DATA EXTRACTS:
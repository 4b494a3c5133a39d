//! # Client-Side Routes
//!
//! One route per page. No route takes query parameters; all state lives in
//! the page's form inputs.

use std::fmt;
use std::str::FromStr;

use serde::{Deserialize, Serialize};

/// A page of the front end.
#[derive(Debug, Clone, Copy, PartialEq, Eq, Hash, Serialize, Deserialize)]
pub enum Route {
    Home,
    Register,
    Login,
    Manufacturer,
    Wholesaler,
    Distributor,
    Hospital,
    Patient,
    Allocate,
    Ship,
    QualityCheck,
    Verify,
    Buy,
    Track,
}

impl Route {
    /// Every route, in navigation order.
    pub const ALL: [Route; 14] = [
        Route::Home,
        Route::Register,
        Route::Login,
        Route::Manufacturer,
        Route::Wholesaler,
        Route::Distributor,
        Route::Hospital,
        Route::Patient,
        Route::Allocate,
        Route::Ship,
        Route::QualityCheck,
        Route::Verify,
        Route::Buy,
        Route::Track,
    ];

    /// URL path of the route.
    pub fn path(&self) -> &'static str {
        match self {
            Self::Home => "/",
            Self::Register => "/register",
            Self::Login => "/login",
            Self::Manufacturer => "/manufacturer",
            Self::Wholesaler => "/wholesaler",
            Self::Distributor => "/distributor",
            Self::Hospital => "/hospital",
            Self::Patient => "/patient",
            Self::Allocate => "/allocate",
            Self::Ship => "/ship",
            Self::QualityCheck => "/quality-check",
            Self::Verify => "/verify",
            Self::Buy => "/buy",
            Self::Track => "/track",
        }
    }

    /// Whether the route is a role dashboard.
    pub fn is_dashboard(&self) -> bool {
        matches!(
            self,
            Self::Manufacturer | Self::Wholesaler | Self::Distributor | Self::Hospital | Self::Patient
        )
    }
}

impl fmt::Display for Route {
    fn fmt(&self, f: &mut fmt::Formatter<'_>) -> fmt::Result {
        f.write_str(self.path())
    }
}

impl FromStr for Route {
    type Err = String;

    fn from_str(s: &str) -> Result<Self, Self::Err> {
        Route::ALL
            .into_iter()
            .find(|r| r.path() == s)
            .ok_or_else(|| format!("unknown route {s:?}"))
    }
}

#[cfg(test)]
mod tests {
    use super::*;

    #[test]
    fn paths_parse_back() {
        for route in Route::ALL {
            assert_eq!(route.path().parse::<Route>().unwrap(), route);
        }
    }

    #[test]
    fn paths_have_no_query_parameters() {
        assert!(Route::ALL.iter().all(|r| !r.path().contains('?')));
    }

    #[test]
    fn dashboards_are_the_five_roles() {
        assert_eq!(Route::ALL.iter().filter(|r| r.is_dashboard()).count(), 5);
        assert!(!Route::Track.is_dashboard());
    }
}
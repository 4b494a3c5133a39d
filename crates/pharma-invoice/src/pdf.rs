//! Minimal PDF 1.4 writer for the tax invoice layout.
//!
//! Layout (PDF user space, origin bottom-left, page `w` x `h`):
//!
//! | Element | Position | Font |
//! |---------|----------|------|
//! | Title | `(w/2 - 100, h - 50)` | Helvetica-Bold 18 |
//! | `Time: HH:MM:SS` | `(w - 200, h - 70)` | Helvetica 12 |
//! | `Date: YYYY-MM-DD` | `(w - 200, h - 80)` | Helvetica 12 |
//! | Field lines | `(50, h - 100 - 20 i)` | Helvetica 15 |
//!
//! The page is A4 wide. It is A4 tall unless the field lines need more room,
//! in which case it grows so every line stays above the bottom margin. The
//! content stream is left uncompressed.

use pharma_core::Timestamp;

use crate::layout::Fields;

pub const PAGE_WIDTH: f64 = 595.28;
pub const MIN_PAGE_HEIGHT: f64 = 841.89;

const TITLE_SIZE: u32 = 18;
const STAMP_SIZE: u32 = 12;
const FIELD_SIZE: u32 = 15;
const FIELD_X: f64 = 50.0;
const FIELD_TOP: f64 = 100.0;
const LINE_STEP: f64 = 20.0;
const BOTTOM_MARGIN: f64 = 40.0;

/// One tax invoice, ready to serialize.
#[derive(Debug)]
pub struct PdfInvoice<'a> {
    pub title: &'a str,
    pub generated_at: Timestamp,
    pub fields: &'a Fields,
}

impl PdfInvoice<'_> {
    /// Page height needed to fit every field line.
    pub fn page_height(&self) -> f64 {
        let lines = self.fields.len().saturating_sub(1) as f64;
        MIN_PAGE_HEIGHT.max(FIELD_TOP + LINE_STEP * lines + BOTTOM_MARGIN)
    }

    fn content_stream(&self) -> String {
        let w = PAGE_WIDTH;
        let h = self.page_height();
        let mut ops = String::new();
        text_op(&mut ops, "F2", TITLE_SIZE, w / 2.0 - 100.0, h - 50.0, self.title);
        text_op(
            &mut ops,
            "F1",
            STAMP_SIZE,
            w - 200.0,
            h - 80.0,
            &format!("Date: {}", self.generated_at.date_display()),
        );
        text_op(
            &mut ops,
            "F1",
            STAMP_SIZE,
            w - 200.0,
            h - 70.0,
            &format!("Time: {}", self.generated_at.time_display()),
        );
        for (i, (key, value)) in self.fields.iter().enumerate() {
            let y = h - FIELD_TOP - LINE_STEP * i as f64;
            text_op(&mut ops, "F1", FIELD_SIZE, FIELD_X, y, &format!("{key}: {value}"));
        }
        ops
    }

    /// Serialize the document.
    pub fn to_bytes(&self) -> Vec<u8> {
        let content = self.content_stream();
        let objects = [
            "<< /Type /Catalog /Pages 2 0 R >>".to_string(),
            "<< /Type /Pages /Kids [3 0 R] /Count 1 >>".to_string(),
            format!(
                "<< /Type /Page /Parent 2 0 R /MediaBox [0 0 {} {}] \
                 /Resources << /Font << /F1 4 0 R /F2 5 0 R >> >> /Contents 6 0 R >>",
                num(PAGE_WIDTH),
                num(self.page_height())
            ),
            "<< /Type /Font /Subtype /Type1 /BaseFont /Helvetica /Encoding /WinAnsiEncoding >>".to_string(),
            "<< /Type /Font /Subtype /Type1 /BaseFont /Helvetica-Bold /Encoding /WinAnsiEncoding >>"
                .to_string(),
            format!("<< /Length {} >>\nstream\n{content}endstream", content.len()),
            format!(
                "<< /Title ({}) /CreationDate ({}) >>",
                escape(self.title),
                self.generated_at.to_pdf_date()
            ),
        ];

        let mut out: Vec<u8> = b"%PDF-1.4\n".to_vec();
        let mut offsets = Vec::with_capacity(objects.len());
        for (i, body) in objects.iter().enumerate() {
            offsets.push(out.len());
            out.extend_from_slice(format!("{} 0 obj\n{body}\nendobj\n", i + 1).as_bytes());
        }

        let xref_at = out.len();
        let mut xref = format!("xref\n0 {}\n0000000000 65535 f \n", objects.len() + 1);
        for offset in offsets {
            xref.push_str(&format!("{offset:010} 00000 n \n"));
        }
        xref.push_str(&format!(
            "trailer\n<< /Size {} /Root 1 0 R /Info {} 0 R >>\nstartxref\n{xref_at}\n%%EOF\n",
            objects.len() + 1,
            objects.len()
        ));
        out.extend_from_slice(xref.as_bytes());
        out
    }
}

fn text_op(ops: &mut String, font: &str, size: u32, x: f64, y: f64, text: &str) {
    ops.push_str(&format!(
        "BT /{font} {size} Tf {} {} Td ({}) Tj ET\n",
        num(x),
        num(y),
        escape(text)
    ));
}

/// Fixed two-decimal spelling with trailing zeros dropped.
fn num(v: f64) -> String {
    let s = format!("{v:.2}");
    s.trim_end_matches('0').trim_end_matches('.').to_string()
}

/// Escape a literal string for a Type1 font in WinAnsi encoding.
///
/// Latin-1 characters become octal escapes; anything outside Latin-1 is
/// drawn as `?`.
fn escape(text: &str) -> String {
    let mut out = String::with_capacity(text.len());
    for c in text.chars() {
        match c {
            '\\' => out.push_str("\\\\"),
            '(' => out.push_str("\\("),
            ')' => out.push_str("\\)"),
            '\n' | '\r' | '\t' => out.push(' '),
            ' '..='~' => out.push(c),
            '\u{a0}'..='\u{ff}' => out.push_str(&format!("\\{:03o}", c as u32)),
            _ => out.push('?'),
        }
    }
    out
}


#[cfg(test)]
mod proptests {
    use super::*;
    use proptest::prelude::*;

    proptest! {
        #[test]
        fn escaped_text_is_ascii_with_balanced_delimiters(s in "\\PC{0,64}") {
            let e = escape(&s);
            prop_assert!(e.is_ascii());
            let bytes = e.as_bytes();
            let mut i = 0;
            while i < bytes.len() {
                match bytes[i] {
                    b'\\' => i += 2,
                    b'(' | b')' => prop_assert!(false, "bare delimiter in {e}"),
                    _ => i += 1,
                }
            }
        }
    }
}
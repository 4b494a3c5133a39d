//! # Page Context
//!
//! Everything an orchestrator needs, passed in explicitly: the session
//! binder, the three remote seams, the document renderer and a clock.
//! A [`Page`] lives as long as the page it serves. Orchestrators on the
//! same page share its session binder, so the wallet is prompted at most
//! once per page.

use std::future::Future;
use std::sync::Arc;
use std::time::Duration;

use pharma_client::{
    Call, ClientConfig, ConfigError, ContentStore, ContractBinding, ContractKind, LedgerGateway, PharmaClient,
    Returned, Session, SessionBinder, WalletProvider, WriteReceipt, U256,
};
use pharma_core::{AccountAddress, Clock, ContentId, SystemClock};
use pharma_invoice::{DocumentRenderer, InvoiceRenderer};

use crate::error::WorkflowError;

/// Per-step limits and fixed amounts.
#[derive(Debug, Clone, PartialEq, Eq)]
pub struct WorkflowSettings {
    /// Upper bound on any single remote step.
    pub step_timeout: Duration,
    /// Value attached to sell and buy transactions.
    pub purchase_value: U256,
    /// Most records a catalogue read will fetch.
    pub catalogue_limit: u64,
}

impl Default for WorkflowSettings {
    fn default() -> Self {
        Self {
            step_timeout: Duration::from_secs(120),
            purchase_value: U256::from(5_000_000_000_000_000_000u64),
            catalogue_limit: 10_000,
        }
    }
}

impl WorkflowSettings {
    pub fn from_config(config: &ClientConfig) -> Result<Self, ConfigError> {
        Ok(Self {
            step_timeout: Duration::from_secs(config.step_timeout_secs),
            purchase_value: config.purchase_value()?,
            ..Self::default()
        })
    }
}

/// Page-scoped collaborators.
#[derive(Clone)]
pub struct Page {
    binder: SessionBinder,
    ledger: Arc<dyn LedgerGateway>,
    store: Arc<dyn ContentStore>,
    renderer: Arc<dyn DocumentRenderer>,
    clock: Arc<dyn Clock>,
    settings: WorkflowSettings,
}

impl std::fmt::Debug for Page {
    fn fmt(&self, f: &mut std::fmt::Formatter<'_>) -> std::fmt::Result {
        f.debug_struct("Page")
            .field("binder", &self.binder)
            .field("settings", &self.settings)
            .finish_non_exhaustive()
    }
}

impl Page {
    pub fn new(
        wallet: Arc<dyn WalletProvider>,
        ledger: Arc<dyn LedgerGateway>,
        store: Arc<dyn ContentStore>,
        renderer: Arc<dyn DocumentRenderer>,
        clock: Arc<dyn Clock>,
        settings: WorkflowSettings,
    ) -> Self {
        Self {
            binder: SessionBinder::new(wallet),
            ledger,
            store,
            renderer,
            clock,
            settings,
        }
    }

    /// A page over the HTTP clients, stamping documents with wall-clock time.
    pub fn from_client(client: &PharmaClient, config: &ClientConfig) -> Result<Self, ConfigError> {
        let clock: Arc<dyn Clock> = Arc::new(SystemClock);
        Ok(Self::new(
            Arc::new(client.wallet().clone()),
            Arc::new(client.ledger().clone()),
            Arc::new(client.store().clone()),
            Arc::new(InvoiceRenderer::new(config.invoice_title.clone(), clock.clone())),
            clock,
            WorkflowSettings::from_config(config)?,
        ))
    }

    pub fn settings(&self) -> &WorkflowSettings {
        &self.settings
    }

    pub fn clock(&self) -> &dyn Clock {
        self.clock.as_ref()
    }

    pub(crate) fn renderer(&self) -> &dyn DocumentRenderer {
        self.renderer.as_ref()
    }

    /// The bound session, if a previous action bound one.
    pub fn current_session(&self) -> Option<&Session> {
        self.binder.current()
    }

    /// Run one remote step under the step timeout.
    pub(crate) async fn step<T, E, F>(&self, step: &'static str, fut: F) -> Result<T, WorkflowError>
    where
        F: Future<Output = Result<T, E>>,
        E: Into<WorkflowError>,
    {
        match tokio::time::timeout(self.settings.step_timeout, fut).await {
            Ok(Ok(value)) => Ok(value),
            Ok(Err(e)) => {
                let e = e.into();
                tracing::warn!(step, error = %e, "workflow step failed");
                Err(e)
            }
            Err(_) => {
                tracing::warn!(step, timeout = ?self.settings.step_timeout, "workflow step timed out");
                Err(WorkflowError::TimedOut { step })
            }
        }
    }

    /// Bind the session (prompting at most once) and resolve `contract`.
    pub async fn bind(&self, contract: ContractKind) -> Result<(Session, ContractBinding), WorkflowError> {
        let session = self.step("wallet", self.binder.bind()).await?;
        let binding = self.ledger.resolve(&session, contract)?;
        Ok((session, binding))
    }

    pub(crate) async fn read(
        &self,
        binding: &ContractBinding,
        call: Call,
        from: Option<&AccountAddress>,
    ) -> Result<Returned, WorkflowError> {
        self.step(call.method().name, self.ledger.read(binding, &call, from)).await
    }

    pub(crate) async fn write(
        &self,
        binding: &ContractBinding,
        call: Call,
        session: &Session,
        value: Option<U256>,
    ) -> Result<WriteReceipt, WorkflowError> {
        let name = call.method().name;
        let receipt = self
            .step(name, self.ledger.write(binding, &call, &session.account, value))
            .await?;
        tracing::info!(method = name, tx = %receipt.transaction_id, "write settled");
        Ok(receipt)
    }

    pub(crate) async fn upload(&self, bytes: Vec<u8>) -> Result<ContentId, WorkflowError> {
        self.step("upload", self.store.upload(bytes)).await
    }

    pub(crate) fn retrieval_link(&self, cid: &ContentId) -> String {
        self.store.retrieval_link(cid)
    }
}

EXERCISE PROMPT:
Each line above with the string "BaseFont" should be reported in full.

SOLUTION:
            "<< /Type /Font /Subtype /Type1 /BaseFont /Helvetica /Encoding /WinAnsiEncoding >>".to_string(),
            "<< /Type /Font /Subtype /Type1 /BaseFont /Helvetica-Bold /Encoding /WinAnsiEncoding >>"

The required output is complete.